CG: Esse ano falamos bastante de ciclismo. Mulheres viajando juntas e aproveitando o ar livre e o verde da cidade com a ajuda das bicicletas. Realmente queremos dizer para as mulheres do mundo todo que elas venham para a Suíça e aproveitem a tranquilidade. Estar ao ar livre, não necessariamente nas montanhas, é fundamental. É energizante e faz com que as pessoas se reconectem. Na Suíça, você pode beber qualquer água, em qualquer lugar. A natureza cura você. Seja qual for a sua necessidade.
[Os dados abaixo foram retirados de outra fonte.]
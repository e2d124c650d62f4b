use axum::{
    extract::{rejection::JsonRejection, State, Query},
    response::Json,
    http::StatusCode,
};
use std::sync::Arc;
use tracing::{info, warn};
use crate::{
    AppState, AssessmentBody, AssessmentQuery, AssessmentRequest, AssessmentResponse, ErrorResponse,
    api::handlers::common::{api_error, request_from_body, request_from_query, ApiError},
    constants::DATASET_SLICE_AGE_SPAN,
};

pub async fn get_assessment(
    State(state): State<Arc<AppState>>,
    Query(params): Query<AssessmentQuery>,
) -> Result<Json<AssessmentResponse>, ApiError> {
    let environment = state.config.environment;
    let request = request_from_query(params, state.config.gauge_min, state.config.gauge_max)
        .map_err(|e| api_error(e, environment))?;

    respond(&state, request)
}

pub async fn post_assessment(
    State(state): State<Arc<AppState>>,
    body: Result<Json<AssessmentBody>, JsonRejection>,
) -> Result<Json<AssessmentResponse>, ApiError> {
    let environment = state.config.environment;
    let Json(body) = body.map_err(|rejection| {
        warn!("Rejected assessment body: {}", rejection.body_text());
        (
            StatusCode::BAD_REQUEST,
            Json(ErrorResponse {
                error: format!("Invalid request body: {}", rejection.body_text()),
                details: None,
            }),
        )
    })?;

    let request = request_from_body(body, state.config.gauge_min, state.config.gauge_max)
        .map_err(|e| api_error(e, environment))?;

    respond(&state, request)
}

fn respond(state: &AppState, request: AssessmentRequest) -> Result<Json<AssessmentResponse>, ApiError> {
    let assessor = state.assessor();
    let outcome = assessor
        .assess(request.sex, request.age, request.vo2max)
        .map_err(|e| api_error(e, state.config.environment))?;

    info!(
        "Assessed {} ml/kg/min for sex {} age {}: {} ({}), {:+.1}% vs baseline {:.1}",
        request.vo2max,
        request.sex,
        request.age,
        outcome.assessment.label,
        outcome.assessment.zone,
        outcome.assessment.percentage_vs_baseline,
        outcome.assessment.baseline
    );

    Ok(Json(AssessmentResponse {
        vo2max: request.vo2max,
        sex: request.sex,
        age: request.age,
        min: request.min,
        max: request.max,
        assessment: outcome.assessment,
        statistics: outcome.statistics,
        dataset: assessor.demographic_slice(request.sex, request.age, DATASET_SLICE_AGE_SPAN),
    }))
}
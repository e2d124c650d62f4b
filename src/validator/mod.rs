pub mod input;
pub mod validator;

pub use input::*;
pub use validator::*;
#[cfg(test)]
mod tests {
    use super::*;
    use crate::chart::renderer::render;
    use crate::chart::spec::{ChartKind, ChartSpec};
    use crate::datasets::registry::{self, *};

    fn count_marks(svg: &str) -> usize {
        svg.matches(r#"class="mark""#).count()
    }

    #[test]
    fn test_nice_ticks() {
        assert_eq!(nice_ticks(0.0, 5200.0, 5), vec![0.0, 2000.0, 4000.0, 6000.0]);
        assert_eq!(nice_ticks(0.0, 25.0, 5), vec![0.0, 5.0, 10.0, 15.0, 20.0, 25.0]);

        let flat = nice_ticks(3.0, 3.0, 5);
        assert!(flat.len() >= 2);
        assert!(flat[0] <= 3.0 && *flat.last().unwrap() >= 4.0 - 1e-9);
    }

    #[test]
    fn test_escape() {
        assert_eq!(escape("Plant-based R&D <x>"), "Plant-based R&amp;D &lt;x&gt;");
    }

    #[test]
    fn test_bar_svg_has_one_rect_per_mark() {
        let chart = render(
            &registry::products(),
            &ChartSpec::new(ChartKind::Bar, "Exports", PRODUCT).value(EXPORT_VALUE),
        )
        .unwrap();
        let svg = to_svg(&chart, DEFAULT_WIDTH, DEFAULT_HEIGHT);

        assert!(svg.starts_with("<svg"));
        assert!(svg.ends_with("</svg>"));
        assert_eq!(count_marks(&svg), chart.mark_count());
        assert!(svg.contains("<title>Beef: 2100</title>"));
        assert!(svg.contains(r#"data-zoomable="true""#));
    }

    #[test]
    fn test_pie_svg_is_not_zoomable() {
        let chart = render(
            &registry::resilience(),
            &ChartSpec::new(ChartKind::Pie, "Resilience", STRATEGY).value(ADOPTION_RATE),
        )
        .unwrap();
        let svg = to_svg(&chart, DEFAULT_WIDTH, DEFAULT_HEIGHT);

        assert_eq!(count_marks(&svg), 4);
        assert!(!svg.contains("data-zoomable"));
        assert!(svg.contains("25.0%"));
        assert_eq!(
            svg.matches(r#"class="slice-label" pointer-events="none""#).count(),
            4
        );
        assert!(svg.contains(r#"class="legend""#));
    }

    #[test]
    fn test_scatter_svg_labels_points() {
        let chart = render(
            &registry::agtech(),
            &ChartSpec::new(ChartKind::ScatterWithLabels, "AgTech", COMPANY)
                .values([AI_USAGE, BLOCKCHAIN_INTEGRATION])
                .size(AI_USAGE),
        )
        .unwrap();
        let svg = to_svg(&chart, DEFAULT_WIDTH, DEFAULT_HEIGHT);

        assert_eq!(count_marks(&svg), 4);
        assert_eq!(
            svg.matches(r#"class="point-label" pointer-events="none""#).count(),
            4
        );
        assert!(svg.contains("Agri-Tech Centre (Teagasc)"));
    }

    #[test]
    fn test_continuous_scale_draws_gradient() {
        let chart = render(
            &registry::sustainability(),
            &ChartSpec::new(ChartKind::Bar, "Sustainability", FARM)
                .value(CARBON_OFFSET)
                .color(REGENERATIVE_PRACTICES),
        )
        .unwrap();
        let svg = to_svg(&chart, DEFAULT_WIDTH, DEFAULT_HEIGHT);

        assert!(svg.contains("linearGradient"));
        assert!(svg.contains(&escape(REGENERATIVE_PRACTICES)));
    }
}
//! Minimal markdown for prose blocks
//!
//! Supports what the dashboard text uses: paragraphs separated by blank lines,
//! `- ` bullet lists and `**bold**` spans. Everything else is escaped text.

use crate::chart::svg::escape;

/// Convert a markdown block to HTML
pub fn to_html(text: &str) -> String {
    let mut out = String::new();

    for block in blocks(text) {
        let is_list = block.iter().all(|line| line.starts_with("- "));
        if is_list {
            out.push_str("<ul>");
            for line in &block {
                out.push_str("<li>");
                out.push_str(&inline(line.trim_start_matches("- ").trim()));
                out.push_str("</li>");
            }
            out.push_str("</ul>");
        } else {
            out.push_str("<p>");
            out.push_str(&inline(&block.join(" ")));
            out.push_str("</p>");
        }
    }

    out
}

/// Split text into groups of non-blank trimmed lines
fn blocks(text: &str) -> Vec<Vec<&str>> {
    let mut blocks = Vec::new();
    let mut current = Vec::new();

    for line in text.lines().map(str::trim) {
        if line.is_empty() {
            if !current.is_empty() {
                blocks.push(std::mem::take(&mut current));
            }
        } else {
            current.push(line);
        }
    }
    if !current.is_empty() {
        blocks.push(current);
    }

    blocks
}

/// Escape a line and render `**bold**` spans
fn inline(text: &str) -> String {
    let parts: Vec<&str> = text.split("**").collect();
    // Unbalanced markers are left as literal text
    if parts.len() % 2 == 0 {
        return escape(text);
    }

    parts
        .iter()
        .enumerate()
        .map(|(idx, part)| {
            if idx % 2 == 1 {
                format!("<strong>{}</strong>", escape(part))
            } else {
                escape(part)
            }
        })
        .collect()
}

#[cfg(test)]
mod tests {
    use super::*;

    #[test]
    fn test_paragraph() {
        assert_eq!(
            to_html("\nWelcome to the\ndashboard.\n"),
            "<p>Welcome to the dashboard.</p>"
        );
    }

    #[test]
    fn test_bullet_list_with_bold() {
        let html = to_html("- **Teagasc** – Agriculture\n- **Bord Bia** – Irish Food Board");
        assert_eq!(
            html,
            "<ul><li><strong>Teagasc</strong> – Agriculture</li><li><strong>Bord Bia</strong> – Irish Food Board</li></ul>"
        );
    }

    #[test]
    fn test_escapes_markup() {
        assert_eq!(to_html("a < b & c"), "<p>a &lt; b &amp; c</p>");
    }

    #[test]
    fn test_unbalanced_bold_is_literal() {
        assert_eq!(to_html("**open"), "<p>**open</p>");
    }

    #[test]
    fn test_multiple_blocks() {
        let html = to_html("First.\n\n- one\n- two\n\nLast.");
        assert_eq!(html, "<p>First.</p><ul><li>one</li><li>two</li></ul><p>Last.</p>");
    }
}
//! Server Routes
//!
//! Route handlers organized by functionality.

pub mod charts;
pub mod dashboard;
pub mod health;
Ela cura.  

 

V: Como a Suíça tem enxergado os turistas brasileiros? É um público muito importante para vocês? 

 

CG: Somos um pouco brasileiros na Suíça, embora muitos não percebam (risos). Gostamos de socializar e de sentar-se ao redor de mesas para conversar. Temos algumas características parecidas e os brasileiros são sempre bem-vindos. Suíça no verão é algo que os brasileiros estão começando, lentamente, a conhecer. Estamos trabalhando com essa divulgação, porque até o momento o perfil de viajantes do Brasil na Suíça tem relação com a neve e com o inverno.  

 

V: Quais são os avanços que vocês esperam para os próximos anos de projeto? 

 

CG: Queremos criar novos programas e mudar um pouco o turismo da Suíça. Já vimos resultados, mas queremos mais. Hoje, já há companhias suíças promovendo pacotes para mulheres que estão viajando em grupo. É fantástico. Queremos melhorar cada vez mais e estamos no caminho.